Available as a blog post or jupyter notebook on Github.

I'm starting a new job at an AI lab soon, working on engineering for RL systems, and I want to do a bit of hands-on NN work to get a sense for what a notebook research workflow might look like, since I imagine a bunch of my coworkers will be using workflows like this.

I've recently been working on some music production plugins, so I have music on my mind. Let's figure out how to train a model to emulate various audio effects, like distortion effects or reverbs. Maybe you have some incredible-sounding guitar pedal that you want a digital simulation of. Can you automatically create such a simulation using machine learning?

I've not read much neural network literature at this point. Basically everything I know about NNs is just from discussions with my friend who works on neural compression codecs. I'll probably do some stupid stuff here, call things by the wrong name, etc., but I find it's often more educational to go in blind and try to figure things out yourself. I'm also only vaguely familiar with pytorch; my mental model is that it's a DAGgy expression evaluator with autodiff. Hopefully that's enough to do something useful here.
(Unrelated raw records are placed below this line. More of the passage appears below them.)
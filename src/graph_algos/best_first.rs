use crate::collections::FxHashSet;
use crate::errors::{Result, SearchError};
use crate::graph::{Graph, NodeId};
use super::GraphNodeMap;
use super::frontier::{Frontier, FrontierEntry};

use indexmap::map::Entry::{Occupied, Vacant};
use log::{error, trace};


/// Lifecycle of one search
#[derive(Debug, Clone, Copy, PartialEq, Eq)]
pub enum SearchStatus {
    Unstarted,
    Running,
    /// Goal node was settled
    Found,
    /// Frontier emptied before any goal node was settled
    Exhausted,
}


/// Everything a single search owns
/// - node_map: best known (parent_index, cost) per reached node, parent of start is usize::MAX
/// - settled: nodes whose cost is final
/// - explored: number of settle events
#[derive(Debug)]
pub(crate) struct SearchState {
    pub node_map: GraphNodeMap<NodeId, f64>,
    pub settled: FxHashSet<NodeId>,
    pub explored: usize,
    pub status: SearchStatus,
    pub goal_index: Option<usize>,
}

impl SearchState {
    fn new() -> Self {
        Self {
            node_map: GraphNodeMap::default(),
            settled: FxHashSet::default(),
            explored: 0,
            status: SearchStatus::Unstarted,
            goal_index: None,
        }
    }

    /// Finalized cost of a settled node
    pub fn settled_cost(&self, node: NodeId) -> Option<f64> {
        if !self.settled.contains(&node) {
            return None;
        }
        self.node_map.get(&node).map(|&(_, cost)| cost)
    }
}


/// Generalized best-first search shared by Dijkstra and A*
///
/// Expands nodes in order of `cost + heuristic(node)` until a node satisfying
/// `goal_fn` is settled or the frontier runs dry. Dijkstra passes a heuristic of
/// zero. For the result to be optimal the heuristic must be admissible, and
/// consistent for every node to be settled at most once with its final cost.
pub(crate) fn best_first<H, G>(graph: &Graph, start: NodeId, heuristic: H, goal_fn: G) -> Result<SearchState>
where
    H: Fn(NodeId) -> f64,
    G: Fn(NodeId) -> bool,
{
    if !graph.contains(start) {
        return Err(SearchError::InvalidNode { node: start });
    }

    let mut state = SearchState::new();
    let mut frontier = Frontier::new();

    state.node_map.insert(start, (usize::MAX, 0.0));
    frontier.push(start, 0.0, heuristic(start));
    state.status = SearchStatus::Running;

    while let Some(FrontierEntry { node, cost, .. }) = frontier.pop() {

        // fetch current best cost for node
        let Some((index, _, &(_, best))) = state.node_map.get_full(&node) else {
            error!("frontier yielded node {node} that was never reached");
            return Err(SearchError::UnknownNode { node });
        };

        // A settled node or a better known cost means this entry is stale
        if state.settled.contains(&node) || cost > best {
            trace!("skipping stale entry for node {node} at cost {cost}");
            continue;
        }

        state.settled.insert(node);
        state.explored += 1;

        if goal_fn(node) {
            trace!("goal {node} settled with {} frontier entries left", frontier.len());
            state.status = SearchStatus::Found;
            state.goal_index = Some(index);
            return Ok(state);
        }

        let edges = graph.neighbors(node).inspect_err(|_| {
            error!("node {node} vanished from the graph mid search");
        })?;

        for edge in edges {
            let new_cost = best + edge.weight;

            match state.node_map.entry(edge.to) {
                Vacant(e) => {
                    e.insert((index, new_cost));
                }
                Occupied(mut e) => {
                    if new_cost < e.get().1 {
                        e.insert((index, new_cost));
                    } else {
                        // The existing path is at least as good
                        continue;
                    }
                }
            }

            frontier.push(edge.to, new_cost, new_cost + heuristic(edge.to));
        }
    }

    debug_assert!(frontier.is_empty());
    state.status = SearchStatus::Exhausted;
    Ok(state)
}


#[cfg(test)]
mod tests {
    use super::*;
    use crate::geometry::Point;

    fn line(weights: &[f64]) -> Graph {
        let mut builder = Graph::builder();
        for id in 0..=weights.len() {
            builder.add_node(id, Point::new(id as f64, 0.0)).unwrap();
        }
        for (id, &weight) in weights.iter().enumerate() {
            builder.add_edge_with_weight(id, id + 1, weight).unwrap();
        }
        builder.build()
    }

    #[test]
    fn test_found_sets_goal_index() {
        let graph = line(&[1.0, 2.0, 3.0]);
        let state = best_first(&graph, 0, |_| 0.0, |node| node == 3).unwrap();

        assert_eq!(state.status, SearchStatus::Found);
        let goal_index = state.goal_index.unwrap();
        assert_eq!(state.node_map.get_index(goal_index).map(|(id, _)| *id), Some(3));
        assert_eq!(state.settled_cost(3), Some(6.0));
        assert_eq!(state.explored, 4);
    }

    #[test]
    fn test_exhausted_without_goal() {
        let graph = line(&[1.0, 1.0]);
        let state = best_first(&graph, 0, |_| 0.0, |_| false).unwrap();

        assert_eq!(state.status, SearchStatus::Exhausted);
        assert_eq!(state.goal_index, None);
        assert_eq!(state.explored, 3);
        assert_eq!(state.settled_cost(2), Some(2.0));
    }

    #[test]
    fn test_invalid_start() {
        let graph = line(&[1.0]);
        let result = best_first(&graph, 8, |_| 0.0, |_| true);

        assert!(matches!(result, Err(SearchError::InvalidNode { node: 8 })));
    }

    #[test]
    fn test_stale_entries_never_settle_twice() {
        // 0 reaches 2 first through an expensive direct edge, then finds the cheap
        // detour through 1, leaving a stale entry for 2 on the frontier
        let mut builder = Graph::builder();
        for id in 0..4 {
            builder.add_node(id, Point::new(id as f64, 0.0)).unwrap();
        }
        builder
            .add_edge_with_weight(0, 2, 10.0).unwrap()
            .add_edge_with_weight(0, 1, 1.0).unwrap()
            .add_edge_with_weight(1, 2, 1.0).unwrap()
            .add_edge_with_weight(2, 3, 1.0).unwrap();
        let graph = builder.build();

        let state = best_first(&graph, 0, |_| 0.0, |_| false).unwrap();

        assert_eq!(state.explored, graph.len());
        assert_eq!(state.settled_cost(2), Some(2.0));
        assert_eq!(state.settled_cost(3), Some(3.0));
        let (parent_index, _) = state.node_map[&2];
        assert_eq!(state.node_map.get_index(parent_index).map(|(id, _)| *id), Some(1));
    }

    #[test]
    fn test_start_is_goal() {
        let graph = line(&[4.0]);
        let state = best_first(&graph, 1, |_| 0.0, |node| node == 1).unwrap();

        assert_eq!(state.status, SearchStatus::Found);
        assert_eq!(state.explored, 1);
        assert_eq!(state.settled_cost(1), Some(0.0));
    }
}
I figure an architecture that might work pretty well is to have the previous m input samples, $[i_n, i_{n+1}, ..., i_{n+m-1}, i_{n+m}]$, and the previous m-1 output samples, $[o_n, o_{n+1}, ..., o_{n+m-1}]$, and train the network to generate the next output sample, $o_{n+m}$

                     
[ m prev inputs  
| m-1 prev outputs]
         |
         v
     .-------.
     |  The  |
     | Model |
     '-------'
         |
         v
   [next output]
                     

This architecture seems good to me because:

1. It's easy to generate examples of input data where we can train the model 1 sample at a time
2. It gives the model enough context to (theoretically) recover information like "what is the current phase of this oscillator"
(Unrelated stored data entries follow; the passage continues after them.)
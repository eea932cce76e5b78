use serde::Serialize;
use thiserror::Error;

use crate::graph::NodeId;

pub type Result<T> = std::result::Result<T, SearchError>;

/// Errors raised while building graphs or searching them
#[derive(Debug, Clone, PartialEq, Error)]
pub enum SearchError {
    /// Start or end node is not part of the graph, nothing was searched
    #[error("node {node} is not part of the graph")]
    InvalidNode { node: NodeId },

    /// Frontier ran dry before the end node was settled
    #[error("no path found from {start} to {end}")]
    PathNotFound { start: NodeId, end: NodeId },

    /// Graph lookup failed for an id the engine believed valid
    #[error("unknown node {node}")]
    UnknownNode { node: NodeId },

    #[error("invalid grid configuration: {reason}")]
    InvalidGrid { reason: String },

    #[error("invalid graph: {reason}")]
    InvalidGraph { reason: String },
}

/// Stable error categories for callers that match on kind rather than message
#[derive(Debug, Clone, Copy, PartialEq, Eq, Serialize)]
#[serde(rename_all = "snake_case")]
pub enum ErrorKind {
    InvalidNode,
    PathNotFound,
    UnknownNode,
    InvalidGrid,
    InvalidGraph,
}

/// Kind + human readable message, the shape errors take at the service boundary
#[derive(Debug, Clone, PartialEq, Serialize)]
pub struct ErrorReport {
    pub kind: ErrorKind,
    pub message: String,
}

impl SearchError {
    pub fn kind(&self) -> ErrorKind {
        match self {
            SearchError::InvalidNode { .. } => ErrorKind::InvalidNode,
            SearchError::PathNotFound { .. } => ErrorKind::PathNotFound,
            SearchError::UnknownNode { .. } => ErrorKind::UnknownNode,
            SearchError::InvalidGrid { .. } => ErrorKind::InvalidGrid,
            SearchError::InvalidGraph { .. } => ErrorKind::InvalidGraph,
        }
    }

    pub fn report(&self) -> ErrorReport {
        ErrorReport {
            kind: self.kind(),
            message: self.to_string(),
        }
    }

    pub(crate) fn invalid_grid(reason: impl Into<String>) -> Self {
        SearchError::InvalidGrid { reason: reason.into() }
    }

    pub(crate) fn invalid_graph(reason: impl Into<String>) -> Self {
        SearchError::InvalidGraph { reason: reason.into() }
    }
}


#[cfg(test)]
mod tests {
    use super::*;

    #[test]
    fn test_report_carries_kind_and_message() {
        let report = SearchError::PathNotFound { start: 3, end: 9 }.report();

        assert_eq!(report.kind, ErrorKind::PathNotFound);
        assert_eq!(report.message, "no path found from 3 to 9");
    }

    #[test]
    fn test_report_serializes_snake_case_kind() {
        let report = SearchError::InvalidNode { node: 42 }.report();
        let json = serde_json::to_value(&report).unwrap();

        assert_eq!(json["kind"], "invalid_node");
        assert_eq!(json["message"], "node 42 is not part of the graph");
    }
}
As for how to actually represent the audio, some initial thoughts:

1. You could just pass in and extract straight up $[-1,1]$ float audio into/out of the model
   1. The model will have to grow hardware to implement a threshold detector ADC or something, which seems kind of wasteful
   2. This fails to accurately capture entropy density in human audio perception. A signal with peak amplitude 0.01 is often just as clear to humans as a signal with peak amplitude 1.0. Which brings us to a possible improvement
2. Pre- and post-process the audio with some sort of compander, like a $\mu$-law
   1. This will probably help the model maintain perceptual accuracy across wide volume ranges
3. Encode a binary representation of the audio. This feels to me like it will probably be difficult for the model to reason about
4. Use some sort of one-hot encoding for the amplitude, probably in combination with a companding algorithm. This might be too expensive on the input side (since we have a lot of inputs), but could work well on the output side. We could have 256 different outputs for 8-bit audio, for example
   1. We could also possibly allow the network to output a continuous "residual" value for adding additional accuracy on top of the one-hot value

For now, let's just try the first thing and see how it goes. I expect it will work OK for well-normalized (loud) audio and poorly for quiet audio.

As for our loss function: probably some sort of perceptual similarity metric would be best, followe by a super simple perceptual-ish metric like squared error in $\mu$-law space. However, to start with, let's just do linear mean squared error. Should be OK for loud audio.

Issue 2: Feedback Error Instability¶

Initially I trained the model like

training_data = ... # Generate lots of mathematically exact example input/output pairs
model = train(training_data, epoch_count = 100)

which often worked, but some fraction of the time, the model would grow to exhibit eventual oscillatory instability. It would tightly track the correct value for a while (perhaps a few thousand samples), but would eventually start to oscillate about the correct value like this:

Given that the validation loss during training looked so good, the most plausible theory I could think of here was that the model was growing a (not-strictly-necessary) dependency on the feedback pathway. E.g. it may have been relying on in[t-1] - out[t-1]. During training, these two values would have been generated by our tanh distortion algorithm, not by the model, and so it would have had an exact mechanical relationship that the model could perhaps take advantage of.

However, during inference, all of the out values are generated by the model itself, not by our tanh distortion function. So, if the model makes a slight error in predicting an output value, this error will get cycled back into the model during the next inference step, and the error could compound or oscillate as we see here.

To fix this, we need to teach the model that the $[o_n, o_{n+1}, ..., o_{n+m-1}]$ buffer of previous output values we're feeding it is not totally trustworthy; since these values are generated by the model during inference, they will have some error.

The simple fix I came up with was to inject some noise into the feedback pathway during training. The noise in the feedback pathway simulates the error that the model introduces. To perform well, the model needs to learn to treat the feedback audio as only approximate, which makes it robust against feedback error. This worked great, totally eliminating the dynamic instability.